目录
环境
文档用途
详细信息
环境
系统平台:Linux x86-64 Red Hat Enterprise Linux 7
版本:14
文档用途
了解spinlock实现,作为pg最基础的锁,向上可实现LWlock
详细信息
1.依靠硬件实现的spinlock
有些机器内部有TAS指令(test-and-set),原子操作,根据这条指令可以实现spinlock,代码在s_lock.h和s_lock.c中。
1.1 内联汇编
详细可查看:https://gcc.gnu.org/onlinedocs/gcc/Extended-Asm.html
一般形式:
asm asm-qualifiers (
AssemblerTemplate // 汇编指令模板
: OutputOperands // 输出操作数
: InputOperands // 输入操作数
: Clobbers // 破坏描述部分
: GotoLabels);
e.g.:
__asm__ __volatile__(
" lock \n"
" xchgb %0,%1 \n" // %0, %1代表占位符,由后边的操作数依次进行替换
:"+q"(_res), "+m"(*lock)
// "+"表示操作数是读写类型;"q"表示将输入变量放入eax,ebx,ecx,edx中的一个;"m"表示内存变量;"_res", "lock代表C语言变量。
: /* no inputs */:
"memory", "cc"); // 有些指令会改变条件码,因此要设置cc提示编译器,memory在后文中有解释。
1.2 spinlock相关定义
#define SpinLockInit(lock) S_INIT_LOCK(lock) // 初始化spinlock,状态为未上锁的状态,pg设置值为0
#define SpinLockAcquire(lock) S_LOCK(lock) // 请求锁
#define SpinLockRelease(lock) S_UNLOCK(lock) // 释放锁
#define SpinLockFree(lock) S_LOCK_FREE(lock) // 测试锁的状态 *(lock) == 0
#define S_INIT_LOCK(lock) S_UNLOCK(lock)
#define S_LOCK(lock) (TAS(lock) ? s_lock((lock), __FILE__, __LINE__, PG_FUNCNAME_MACRO) : 0)

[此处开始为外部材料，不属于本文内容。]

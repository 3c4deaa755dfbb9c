//! Pitch markings in a frame centred on the kick-off spot.
//!
//! X runs along the length of the pitch (`-width/2 ..= width/2`), Y across it
//! (`-height/2 ..= height/2`). All markings are emitted as backend-neutral
//! [`Shape`]s so the terminal canvas and the tests see the same geometry.

use crate::colors::{PITCH_GREEN, Rgb, WHITE};

pub const DEFAULT_FIELD_WIDTH: f64 = 105.0;
pub const DEFAULT_FIELD_HEIGHT: f64 = 68.0;

pub const PITCH_ALPHA: f64 = 0.3;
pub const HALFWAY_ALPHA: f64 = 0.5;

#[derive(Debug, Clone, Copy, PartialEq)]
pub struct Point {
    pub x: f64,
    pub y: f64,
}

impl Point {
    pub const fn new(x: f64, y: f64) -> Self {
        Self { x, y }
    }

    pub fn lerp(self, other: Point, t: f64) -> Point {
        Point::new(self.x + (other.x - self.x) * t, self.y + (other.y - self.y) * t)
    }

    pub fn distance(self, other: Point) -> f64 {
        (other.x - self.x).hypot(other.y - self.y)
    }
}

#[derive(Debug, Clone, Copy, PartialEq)]
pub struct Stroke {
    pub color: Rgb,
    pub alpha: f64,
    pub filled: bool,
}

impl Stroke {
    const fn line(color: Rgb, alpha: f64) -> Self {
        Self { color, alpha, filled: false }
    }

    const fn fill(color: Rgb, alpha: f64) -> Self {
        Self { color, alpha, filled: true }
    }
}

#[derive(Debug, Clone, Copy, PartialEq)]
pub enum Shape {
    /// Axis-aligned rectangle anchored at its lower-left corner.
    Rect { origin: Point, width: f64, height: f64, stroke: Stroke },
    Line { from: Point, to: Point, stroke: Stroke },
    Circle { center: Point, radius: f64, stroke: Stroke },
    /// Circular arc from `start_deg` to `end_deg`, counter-clockwise from +X.
    Arc { center: Point, radius: f64, start_deg: f64, end_deg: f64, stroke: Stroke },
}

/// Dimensions of every marking, all in field units.
#[derive(Debug, Clone, Copy, PartialEq)]
pub struct PitchGeometry {
    pub field_width: f64,
    pub field_height: f64,
    pub center_circle_radius: f64,
    pub penalty_area_width: f64,
    pub penalty_area_height: f64,
    /// Distance from the goal line to the penalty spot.
    pub penalty_spot_distance: f64,
    pub penalty_arc_radius: f64,
    pub goal_area_width: f64,
    pub goal_area_height: f64,
    pub spot_radius: f64,
}

impl Default for PitchGeometry {
    fn default() -> Self {
        Self::relative(DEFAULT_FIELD_WIDTH, DEFAULT_FIELD_HEIGHT)
    }
}

impl PitchGeometry {
    /// Regulation markings in metres, independent of the field size.
    pub fn absolute(field_width: f64, field_height: f64) -> Self {
        Self {
            field_width,
            field_height,
            center_circle_radius: 9.15,
            penalty_area_width: 16.5,
            penalty_area_height: 40.32,
            penalty_spot_distance: 11.0,
            penalty_arc_radius: 9.15,
            goal_area_width: 5.5,
            goal_area_height: 18.32,
            spot_radius: 0.3,
        }
    }

    /// Markings as fractions of the field, so the diagram stays consistent at
    /// any field size.
    pub fn relative(field_width: f64, field_height: f64) -> Self {
        Self {
            field_width,
            field_height,
            center_circle_radius: field_width * 0.095,
            penalty_area_width: field_width * 0.157,
            penalty_area_height: field_height * 0.593,
            penalty_spot_distance: field_width * 0.105,
            penalty_arc_radius: field_width * 0.087,
            goal_area_width: field_width * 0.057,
            goal_area_height: field_height * 0.294,
            spot_radius: field_width * 0.003,
        }
    }

    pub fn for_mode(responsive: bool, field_width: f64, field_height: f64) -> Self {
        if responsive {
            Self::relative(field_width, field_height)
        } else {
            Self::absolute(field_width, field_height)
        }
    }

    pub fn half_width(&self) -> f64 {
        self.field_width / 2.0
    }

    pub fn half_height(&self) -> f64 {
        self.field_height / 2.0
    }

    pub fn left_penalty_spot(&self) -> Point {
        Point::new(-self.half_width() + self.penalty_spot_distance, 0.0)
    }

    pub fn right_penalty_spot(&self) -> Point {
        Point::new(self.half_width() - self.penalty_spot_distance, 0.0)
    }

    /// Half-angle (degrees) of the visible penalty arc: where the circle
    /// around the spot crosses the penalty area's inner edge.
    ///
    /// `None` when the circle stays inside the area.
    pub fn penalty_arc_half_angle(&self) -> Option<f64> {
        let x_intersect = -self.half_width() + self.penalty_area_width;
        let dx = x_intersect - self.left_penalty_spot().x;
        let ratio = dx / self.penalty_arc_radius;
        if !(-1.0..1.0).contains(&ratio) {
            return None;
        }
        Some(ratio.acos().to_degrees())
    }

    /// Visible arc spans `(start, end)` in degrees: left spot first.
    pub fn penalty_arc_spans(&self) -> Option<[(f64, f64); 2]> {
        let angle = self.penalty_arc_half_angle()?;
        Some([(-angle, angle), (180.0 - angle, 180.0 + angle)])
    }
}

/// Every pitch marking, back to front.
pub fn pitch_shapes(geometry: &PitchGeometry) -> Vec<Shape> {
    let g = geometry;
    let (hw, hh) = (g.half_width(), g.half_height());
    let marking = Stroke::line(WHITE, 1.0);
    let spot = Stroke::fill(WHITE, 1.0);
    let mut shapes = Vec::with_capacity(14);

    shapes.push(Shape::Rect {
        origin: Point::new(-hw, -hh),
        width: g.field_width,
        height: g.field_height,
        stroke: Stroke::fill(PITCH_GREEN, PITCH_ALPHA),
    });
    shapes.push(Shape::Rect {
        origin: Point::new(-hw, -hh),
        width: g.field_width,
        height: g.field_height,
        stroke: marking,
    });

    shapes.push(Shape::Line {
        from: Point::new(0.0, -hh),
        to: Point::new(0.0, hh),
        stroke: Stroke::line(WHITE, HALFWAY_ALPHA),
    });

    shapes.push(Shape::Circle {
        center: Point::new(0.0, 0.0),
        radius: g.center_circle_radius,
        stroke: marking,
    });

    let area_y = -g.penalty_area_height / 2.0;
    for x in [-hw, hw - g.penalty_area_width] {
        shapes.push(Shape::Rect {
            origin: Point::new(x, area_y),
            width: g.penalty_area_width,
            height: g.penalty_area_height,
            stroke: marking,
        });
    }

    if let Some([left, right]) = g.penalty_arc_spans() {
        for (center, (start_deg, end_deg)) in
            [(g.left_penalty_spot(), left), (g.right_penalty_spot(), right)]
        {
            shapes.push(Shape::Arc {
                center,
                radius: g.penalty_arc_radius,
                start_deg,
                end_deg,
                stroke: marking,
            });
        }
    }

    let goal_y = -g.goal_area_height / 2.0;
    for x in [-hw, hw - g.goal_area_width] {
        shapes.push(Shape::Rect {
            origin: Point::new(x, goal_y),
            width: g.goal_area_width,
            height: g.goal_area_height,
            stroke: marking,
        });
    }

    for center in [g.left_penalty_spot(), g.right_penalty_spot(), Point::new(0.0, 0.0)] {
        shapes.push(Shape::Circle { center, radius: g.spot_radius, stroke: spot });
    }

    shapes
}

/// Sample points along an arc, inclusive of both ends.
pub fn arc_points(center: Point, radius: f64, start_deg: f64, end_deg: f64, steps: usize) -> Vec<Point> {
    let steps = steps.max(1);
    (0..=steps)
        .map(|i| {
            let deg = start_deg + (end_deg - start_deg) * i as f64 / steps as f64;
            let rad = deg.to_radians();
            Point::new(center.x + radius * rad.cos(), center.y + radius * rad.sin())
        })
        .collect()
}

#define S_UNLOCK(lock) do { __asm__ __volatile__("" : : : "memory"); *(lock) = 0; } while (0)
#define S_LOCK_FREE(lock) (*(lock) == 0)
lock为:
typedef unsigned char slock_t;
1.2.1 S_INIT_LOCK(lock) 和 S_UNLOCK(lock)
初始化和解锁都将lock的值置为0。
/*
__asm__ __volatile__ ("": : :"memory"); 是 compiler memory barrier
1.该条汇编语句能够在编译器级别上为了防止编译器优化产生的指令重排,执行此汇编语句之前所有的语句都已执行;
2.让寄存器失效,将值回写到内存中,即内存中的变量都是 up-to-date。
*/
#define S_UNLOCK(lock) do { __asm__ __volatile__("" : : : "memory"); *(lock) = 0; } while (0)
1.2.2 S_LOCK(lock)
获取锁时,TAS将锁的旧值返回,并将锁的值置为1,根据返回结果判断是否需要自旋。
/*
指令:
xchgb 指令相当于两个变量值内容进行交换: 参考:64-ia-32-architectures-software-developer-vol-2c-manual
temp = *lock
*lock = res
res = temp
lock作为指令前缀能够保证后面的指令原子操作。参考:64-ia-32-architectures-software-developer-vol-2a-manual
修饰符:
__inline__ : 作为建议并不强制编译器将函数定义代码替换函数调用的每个实例,一般常用的工具类函数并且比较短小需要此修饰符。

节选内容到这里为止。